Reducing Health Disparities Among Latinos

Reducing HIV Disparities among Latinos: Disseminating An Effective Intervention

 

Rhodes Scott Duane     

Dr. Scott Rhodes, Professor of Social Sciences and Health Policy, and Maya Angelou Center for Health Equity Affiliate, is Principal Investigator of this 3-year study (R24) to facilitate dissemination, uptake, and sustainability of the HoMBReS: Por un Cambio intervention, a lay health advisor (LHA) intervention found to be efficacious in reducing the HIV risk among immigrant Latino men in the Southeast. Informed by the lived experiences of immigrant Latino men, perspectives of organizational representatives, and social cognitive and empowerment theories, this intervention was developed and tested by a long-term community-university partnership that has used and will continue to use community-based participatory research (CBPR) principles throughout all phases of the research process. 
In this study, community-based organizations (CBOs) that represent typical community-level providers of HIV and STI prevention interventions will work with our existing CBPR partnership to develop a comprehensive toolkit to guide implementation; implement and evaluate implementation; and disseminate results and materials through multiple channels.

Each CBO will hire a project coordinator to recruit, train, and support lay health advisors (known as "Navegantes"). These Navegantes will promote sexual health among members of their soccer team-based social networks. Baseline and follow-up data will be collected from social network members to evaluate impact. Blending both quantitative and qualitative methods, we will explore facilitators and barriers to intervention implementation, fidelity, and potential sustainability by these diverse CBOs. Pre- and post-implementation, we will conduct individual in-depth interviews with CBO representatives. Post-implementation, we also will conduct focus groups with Navegantes at each CBO. We will use scale-up and spread, a framework informed by diffusion and social normative theories, to guide this study. We also will evaluate our CBPR process.

This study will provide insights to the increasing number of CBOs in the South seeking to reduce sexual health-related health disparities among the growing population of immigrant Latinos; and aligns with the Affordable Care Act's emphasis on recruiting and training community health workers to connect marginalized populations with preventive health services.
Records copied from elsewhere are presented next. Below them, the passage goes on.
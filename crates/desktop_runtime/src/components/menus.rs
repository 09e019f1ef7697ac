use super::*;
use crate::control_panel::ControlPanelState;
use desktop_app_contract::{AppControlPanel, MenuSelection};
use system_ui::{MenuBar, MenuBarButton, MenuItem, MenuSurface};

fn menu_surface_dom_id(window_dom_id: &str, menu_id: &str) -> String {
    format!("{window_dom_id}-menu-{menu_id}")
}

#[component]
/// Dropdown menu bar rendered above a hosted app's body.
pub(super) fn WindowControlPanel(
    window_dom_id: String,
    panel: AppControlPanel,
    selection: RwSignal<Option<MenuSelection>>,
) -> impl IntoView {
    let menus = create_rw_signal(ControlPanelState::default());

    // Menu bar buttons and surfaces stop mouse-down propagation, so anything reaching the window
    // is an outside click.
    let outside_click_listener = window_event_listener(ev::mousedown, move |_| {
        if menus.with_untracked(|menus| menus.open_menu().is_some()) {
            menus.update(ControlPanelState::close_all);
        }
    });
    on_cleanup(move || outside_click_listener.remove());

    let select = move |menu_id: String, item_id: String| {
        selection.update(|current| {
            let sequence = current.as_ref().map(|s| s.sequence + 1).unwrap_or(1);
            *current = Some(MenuSelection {
                menu_id,
                item_id,
                sequence,
            });
        });
        menus.update(ControlPanelState::close_all);
    };

    let entries = panel
        .menus
        .into_iter()
        .map(|menu| {
            let surface_id = menu_surface_dom_id(&window_dom_id, &menu.id);
            let menu_id = store_value(menu.id.clone());
            let expanded = Signal::derive(move || menus.with(|m| m.is_open(&menu_id.get_value())));
            let items = store_value(menu.items);
            let render_items = move || {
                items
                    .get_value()
                    .into_iter()
                    .map(|item| {
                        let item_id = store_value(item.id);
                        view! {
                            <MenuItem
                                label=item.label
                                on_click=Callback::new(move |_| {
                                    select(menu_id.get_value(), item_id.get_value())
                                })
                            />
                        }
                    })
                    .collect_view()
            };

            view! {
                <MenuBarButton
                    id=format!("{surface_id}-button")
                    label=menu.label.clone()
                    aria_controls=surface_id.clone()
                    expanded=expanded
                    on_click=Callback::new(move |_| {
                        menus.update(|m| m.toggle(&menu_id.get_value()))
                    })
                />
                <Show when=move || expanded.get() fallback=|| ()>
                    <MenuSurface id=surface_id.clone() aria_label=menu.label.clone()>
                        {render_items()}
                    </MenuSurface>
                </Show>
            }
        })
        .collect_view();

    view! { <MenuBar aria_label="Window menu">{entries}</MenuBar> }
}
In addition to Dr. Rhodes, the study will include the following Wake Forest School of Medicine faculty and staff: Beth Reboussin, PhD, Co-investigator; Erin Sutfin, PhD, Co-investigator; Jorge Alonzo, JD, Project manager; Mario Downs, Project manager; Lilli Mann, MPH, Research associate; Cindy Miller, Project manager.  Dr. Eugenia Eng from UNC Chapel Hill, and Dr. Michael Rees from Indiana University will also participate on the project.